**WORK REQUIRED:**
Exact copies of all the entries are needed.

::: GIVEN DATA :::

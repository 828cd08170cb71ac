//! Capture configuration types.
//!
//! [`CaptureConfig`] is the configuration bundle handed to
//! [`Cantap::start`](crate::Cantap::start); [`InterfaceSpec`] names one
//! interface to listen on plus its raw filter tokens. Both deserialize from
//! YAML so an embedding application can keep its capture setup in a config
//! file (see [`from_yaml_str`]).

use serde::{Deserialize, Serialize};

use crate::error::{CaptureError, Result};

/// Reserved interface name that binds with the wildcard index and receives
/// from every CAN interface on the system.
pub const ANY_INTERFACE: &str = "any";

/// Which receive timestamps the kernel is asked to deliver.
#[derive(Debug, Clone, Copy, PartialEq, Eq, Default, Serialize, Deserialize)]
#[serde(rename_all = "lowercase")]
pub enum TimestampMode {
    /// No timestamp delivery; frames carry a 0.0 timestamp.
    None,
    /// OS software timestamps (`SO_TIMESTAMP`).
    #[default]
    Software,
    /// Hardware timestamps (`SO_TIMESTAMPING`, raw hardware sample).
    Hardware,
}

/// One interface to capture from: its name (or [`ANY_INTERFACE`]) and the
/// raw filter tokens to compile for it.
///
/// Filter tokens use the `<id>:<mask>` / `<id>~<mask>` / `#<err_mask>` /
/// `j` grammar; they are compiled atomically at session start, before any
/// socket is touched.
#[derive(Debug, Clone, PartialEq, Eq, Serialize, Deserialize)]
pub struct InterfaceSpec {
    /// Interface name as given on the command line or in config.
    pub name: String,
    /// Raw filter tokens; empty means accept all data frames.
    #[serde(default)]
    pub filters: Vec<String>,
}

impl InterfaceSpec {
    /// Spec for `name` with no filters (accept all data frames).
    pub fn new(name: impl Into<String>) -> Self {
        Self { name: name.into(), filters: Vec::new() }
    }

    /// Parse the `<ifname>[,filter]*` command-line form.
    ///
    /// ```
    /// use cantap::InterfaceSpec;
    ///
    /// let spec = InterfaceSpec::parse("can0,123:7FF,#20000000,j");
    /// assert_eq!(spec.name, "can0");
    /// assert_eq!(spec.filters.len(), 3);
    /// ```
    pub fn parse(token: &str) -> Self {
        match token.split_once(',') {
            Some((name, rest)) => Self {
                name: name.to_string(),
                filters: rest.split(',').map(str::to_string).collect(),
            },
            None => Self::new(token),
        }
    }

    /// Whether this spec names the receive-from-anywhere wildcard.
    pub fn is_any(&self) -> bool {
        self.name == ANY_INTERFACE
    }
}

/// Configuration bundle for a capture session.
///
/// A zero value means "unlimited" for `frame_limit` and `idle_timeout_ms`,
/// and "OS default" for `rcvbuf_size`. The capacity knobs preserve the
/// fatal-on-exhaustion contract: they bound the session, they never grow.
#[derive(Debug, Clone, PartialEq, Serialize, Deserialize)]
#[serde(default)]
pub struct CaptureConfig {
    /// Timestamp delivery mode.
    pub timestamps: TimestampMode,
    /// Ask the kernel to report frames dropped on receive-queue overflow.
    pub monitor_drops: bool,
    /// Stop the whole capture when an interface goes down (default), or
    /// report it and keep reading the remaining interfaces.
    pub down_is_fatal: bool,
    /// Stop after this many frames have been buffered; 0 = unlimited.
    pub frame_limit: u64,
    /// Stop after this long without any received frame; 0 = unlimited.
    pub idle_timeout_ms: u64,
    /// Requested socket receive-buffer size; 0 = OS default.
    pub rcvbuf_size: usize,
    /// Maximum number of interface specifications accepted.
    pub max_interfaces: usize,
    /// Interface-index cache slots (exhaustion is fatal).
    pub registry_capacity: usize,
    /// Frame ring capacity; rounded up to a power of two.
    pub ring_capacity: usize,
    /// Register a process signal handler that stops the session.
    pub handle_signals: bool,
}

impl Default for CaptureConfig {
    fn default() -> Self {
        Self {
            timestamps: TimestampMode::Software,
            monitor_drops: false,
            down_is_fatal: true,
            frame_limit: 0,
            idle_timeout_ms: 0,
            rcvbuf_size: 0,
            max_interfaces: 16,
            registry_capacity: 30,
            ring_capacity: 256,
            handle_signals: true,
        }
    }
}

impl CaptureConfig {
    /// Validate capacity knobs before a session starts.
    pub(crate) fn validate(&self) -> Result<()> {
        if self.max_interfaces == 0 {
            return Err(CaptureError::config("max_interfaces must be at least 1"));
        }
        if self.registry_capacity == 0 {
            return Err(CaptureError::config("registry_capacity must be at least 1"));
        }
        if self.ring_capacity == 0 {
            return Err(CaptureError::config("ring_capacity must be at least 1"));
        }
        Ok(())
    }
}

/// A full capture setup as loaded from a YAML document.
#[derive(Debug, Clone, Default, Serialize, Deserialize)]
pub struct CaptureSetup {
    /// Interfaces to listen on.
    pub interfaces: Vec<InterfaceSpec>,
    /// Session configuration.
    #[serde(default)]
    pub config: CaptureConfig,
}

/// Load a [`CaptureSetup`] from a YAML string.
///
/// ```
/// let setup = cantap::from_yaml_str(r#"
/// interfaces:
///   - name: vcan0
///     filters: ["123:7FF"]
///   - name: vcan1
/// config:
///   monitor_drops: true
///   idle_timeout_ms: 5000
/// "#).unwrap();
/// assert_eq!(setup.interfaces.len(), 2);
/// assert!(setup.config.monitor_drops);
/// ```
pub fn from_yaml_str(yaml: &str) -> Result<CaptureSetup> {
    serde_yaml_ng::from_str(yaml)
        .map_err(|e| CaptureError::config(format!("invalid capture setup: {e}")))
}

#[cfg(test)]
mod tests {
    use super::*;

    #[test]
    fn default_config_matches_documented_defaults() {
        let config = CaptureConfig::default();
        assert_eq!(config.timestamps, TimestampMode::Software);
        assert!(!config.monitor_drops);
        assert!(config.down_is_fatal);
        assert_eq!(config.frame_limit, 0);
        assert_eq!(config.idle_timeout_ms, 0);
        assert_eq!(config.rcvbuf_size, 0);
        assert_eq!(config.max_interfaces, 16);
        assert_eq!(config.registry_capacity, 30);
        assert_eq!(config.ring_capacity, 256);
    }

    #[test]
    fn spec_parse_splits_name_and_filters() {
        let spec = InterfaceSpec::parse("can0,123:7FF,400:700,#000000FF");
        assert_eq!(spec.name, "can0");
        assert_eq!(spec.filters, vec!["123:7FF", "400:700", "#000000FF"]);

        let bare = InterfaceSpec::parse("can8");
        assert_eq!(bare.name, "can8");
        assert!(bare.filters.is_empty());
    }

    #[test]
    fn any_wildcard_is_detected() {
        assert!(InterfaceSpec::parse("any,0~0,#FFFFFFFF").is_any());
        assert!(!InterfaceSpec::new("vcan0").is_any());
    }

    #[test]
    fn yaml_roundtrip_with_partial_config() {
        let setup = from_yaml_str(
            r#"
interfaces:
  - name: vcan2
    filters: ["12345678:DFFFFFFF"]
config:
  timestamps: hardware
  frame_limit: 10
"#,
        )
        .unwrap();
        assert_eq!(setup.interfaces[0].name, "vcan2");
        assert_eq!(setup.config.timestamps, TimestampMode::Hardware);
        assert_eq!(setup.config.frame_limit, 10);
        // untouched knobs keep their defaults
        assert!(setup.config.down_is_fatal);
        assert_eq!(setup.config.ring_capacity, 256);
    }

    #[test]
    fn invalid_yaml_is_a_config_error() {
        let err = from_yaml_str("interfaces: 12").unwrap_err();
        assert!(matches!(err, CaptureError::Config { .. }));
    }

    #[test]
    fn zero_capacities_rejected() {
        let config = CaptureConfig { ring_capacity: 0, ..Default::default() };
        assert!(config.validate().is_err());
        let config = CaptureConfig { max_interfaces: 0, ..Default::default() };
        assert!(config.validate().is_err());
        assert!(CaptureConfig::default().validate().is_ok());
    }
}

:::

**EXPECTED ANSWER:**
repository 828cd08170cb71ac
//! Capture configuration types.
//!
//! [`CaptureConfig`] is the configuration bundle handed to
//! [`Cantap::start`](crate::Cantap::start); [`InterfaceSpec`] names one
//! interface to listen on plus its raw filter tokens. Both deserialize from
//! YAML so an embedding application can keep its capture setup in a config
//! file (see [`from_yaml_str`]).

use serde::{Deserialize, Serialize};

use crate::error::{CaptureError, Result};

/// Reserved interface name that binds with the wildcard index and receives
/// from every CAN interface on the system.
pub const ANY_INTERFACE: &str = "any";

/// Which receive timestamps the kernel is asked to deliver.
#[derive(Debug, Clone, Copy, PartialEq, Eq, Default, Serialize, Deserialize)]
#[serde(rename_all = "lowercase")]
pub enum TimestampMode {
    /// No timestamp delivery; frames carry a 0.0 timestamp.
    None,
    /// OS software timestamps (`SO_TIMESTAMP`).
    #[default]
    Software,
    /// Hardware timestamps (`SO_TIMESTAMPING`, raw hardware sample).
    Hardware,
}

/// One interface to capture from: its name (or [`ANY_INTERFACE`]) and the
/// raw filter tokens to compile for it.
///
/// Filter tokens use the `<id>:<mask>` / `<id>~<mask>` / `#<err_mask>` /
/// `j` grammar; they are compiled atomically at session start, before any
/// socket is touched.
#[derive(Debug, Clone, PartialEq, Eq, Serialize, Deserialize)]
pub struct InterfaceSpec {
    /// Interface name as given on the command line or in config.
    pub name: String,
    /// Raw filter tokens; empty means accept all data frames.
    #[serde(default)]
    pub filters: Vec<String>,
}

impl InterfaceSpec {
    /// Spec for `name` with no filters (accept all data frames).
    pub fn new(name: impl Into<String>) -> Self {
        Self { name: name.into(), filters: Vec::new() }
    }

    /// Parse the `<ifname>[,filter]*` command-line form.
    ///
    /// ```
    /// use cantap::InterfaceSpec;
    ///
    /// let spec = InterfaceSpec::parse("can0,123:7FF,#20000000,j");
    /// assert_eq!(spec.name, "can0");
    /// assert_eq!(spec.filters.len(), 3);
    /// ```
    pub fn parse(token: &str) -> Self {
        match token.split_once(',') {
            Some((name, rest)) => Self {
                name: name.to_string(),
                filters: rest.split(',').map(str::to_string).collect(),
            },
            None => Self::new(token),
        }
    }

    /// Whether this spec names the receive-from-anywhere wildcard.
    pub fn is_any(&self) -> bool {
        self.name == ANY_INTERFACE
    }
}

/// Configuration bundle for a capture session.
///
/// A zero value means "unlimited" for `frame_limit` and `idle_timeout_ms`,
/// and "OS default" for `rcvbuf_size`. The capacity knobs preserve the
/// fatal-on-exhaustion contract: they bound the session, they never grow.
#[derive(Debug, Clone, PartialEq, Serialize, Deserialize)]
#[serde(default)]
pub struct CaptureConfig {
    /// Timestamp delivery mode.
    pub timestamps: TimestampMode,
    /// Ask the kernel to report frames dropped on receive-queue overflow.
    pub monitor_drops: bool,
    /// Stop the whole capture when an interface goes down (default), or
    /// report it and keep reading the remaining interfaces.
    pub down_is_fatal: bool,
    /// Stop after this many frames have been buffered; 0 = unlimited.
    pub frame_limit: u64,
    /// Stop after this long without any received frame; 0 = unlimited.
    pub idle_timeout_ms: u64,
    /// Requested socket receive-buffer size; 0 = OS default.
    pub rcvbuf_size: usize,
    /// Maximum number of interface specifications accepted.
    pub max_interfaces: usize,
    /// Interface-index cache slots (exhaustion is fatal).
    pub registry_capacity: usize,
    /// Frame ring capacity; rounded up to a power of two.
    pub ring_capacity: usize,
    /// Register a process signal handler that stops the session.
    pub handle_signals: bool,
}

impl Default for CaptureConfig {
    fn default() -> Self {
        Self {
            timestamps: TimestampMode::Software,
            monitor_drops: false,
            down_is_fatal: true,
            frame_limit: 0,
            idle_timeout_ms: 0,
            rcvbuf_size: 0,
            max_interfaces: 16,
            registry_capacity: 30,
            ring_capacity: 256,
            handle_signals: true,
        }
    }
}

impl CaptureConfig {
    /// Validate capacity knobs before a session starts.
    pub(crate) fn validate(&self) -> Result<()> {
        if self.max_interfaces == 0 {
            return Err(CaptureError::config("max_interfaces must be at least 1"));
        }
        if self.registry_capacity == 0 {
            return Err(CaptureError::config("registry_capacity must be at least 1"));
        }
        if self.ring_capacity == 0 {
            return Err(CaptureError::config("ring_capacity must be at least 1"));
        }
        Ok(())
    }
}

/// A full capture setup as loaded from a YAML document.
#[derive(Debug, Clone, Default, Serialize, Deserialize)]
pub struct CaptureSetup {
    /// Interfaces to listen on.
    pub interfaces: Vec<InterfaceSpec>,
    /// Session configuration.
    #[serde(default)]
    pub config: CaptureConfig,
}

/// Load a [`CaptureSetup`] from a YAML string.
///
/// ```
/// let setup = cantap::from_yaml_str(r#"
/// interfaces:
///   - name: vcan0
///     filters: ["123:7FF"]
///   - name: vcan1
/// config:
///   monitor_drops: true
///   idle_timeout_ms: 5000
/// "#).unwrap();
/// assert_eq!(setup.interfaces.len(), 2);
/// assert!(setup.config.monitor_drops);
/// ```
pub fn from_yaml_str(yaml: &str) -> Result<CaptureSetup> {
    serde_yaml_ng::from_str(yaml)
        .map_err(|e| CaptureError::config(format!("invalid capture setup: {e}")))
}

#[cfg(test)]
mod tests {
    use super::*;

    #[test]
    fn default_config_matches_documented_defaults() {
        let config = CaptureConfig::default();
        assert_eq!(config.timestamps, TimestampMode::Software);
        assert!(!config.monitor_drops);
        assert!(config.down_is_fatal);
        assert_eq!(config.frame_limit, 0);
        assert_eq!(config.idle_timeout_ms, 0);
        assert_eq!(config.rcvbuf_size, 0);
        assert_eq!(config.max_interfaces, 16);
        assert_eq!(config.registry_capacity, 30);
        assert_eq!(config.ring_capacity, 256);
    }

    #[test]
    fn spec_parse_splits_name_and_filters() {
        let spec = InterfaceSpec::parse("can0,123:7FF,400:700,#000000FF");
        assert_eq!(spec.name, "can0");
        assert_eq!(spec.filters, vec!["123:7FF", "400:700", "#000000FF"]);

        let bare = InterfaceSpec::parse("can8");
        assert_eq!(bare.name, "can8");
        assert!(bare.filters.is_empty());
    }

    #[test]
    fn any_wildcard_is_detected() {
        assert!(InterfaceSpec::parse("any,0~0,#FFFFFFFF").is_any());
        assert!(!InterfaceSpec::new("vcan0").is_any());
    }

    #[test]
    fn yaml_roundtrip_with_partial_config() {
        let setup = from_yaml_str(
            r#"
interfaces:
  - name: vcan2
    filters: ["12345678:DFFFFFFF"]
config:
  timestamps: hardware
  frame_limit: 10
"#,
        )
        .unwrap();
        assert_eq!(setup.interfaces[0].name, "vcan2");
        assert_eq!(setup.config.timestamps, TimestampMode::Hardware);
        assert_eq!(setup.config.frame_limit, 10);
        // untouched knobs keep their defaults
        assert!(setup.config.down_is_fatal);
        assert_eq!(setup.config.ring_capacity, 256);
    }

    #[test]
    fn invalid_yaml_is_a_config_error() {
        let err = from_yaml_str("interfaces: 12").unwrap_err();
        assert!(matches!(err, CaptureError::Config { .. }));
    }

    #[test]
    fn zero_capacities_rejected() {
        let config = CaptureConfig { ring_capacity: 0, ..Default::default() };
        assert!(config.validate().is_err());
        let config = CaptureConfig { max_interfaces: 0, ..Default::default() };
        assert!(config.validate().is_err());
        assert!(CaptureConfig::default().validate().is_ok());
    }
}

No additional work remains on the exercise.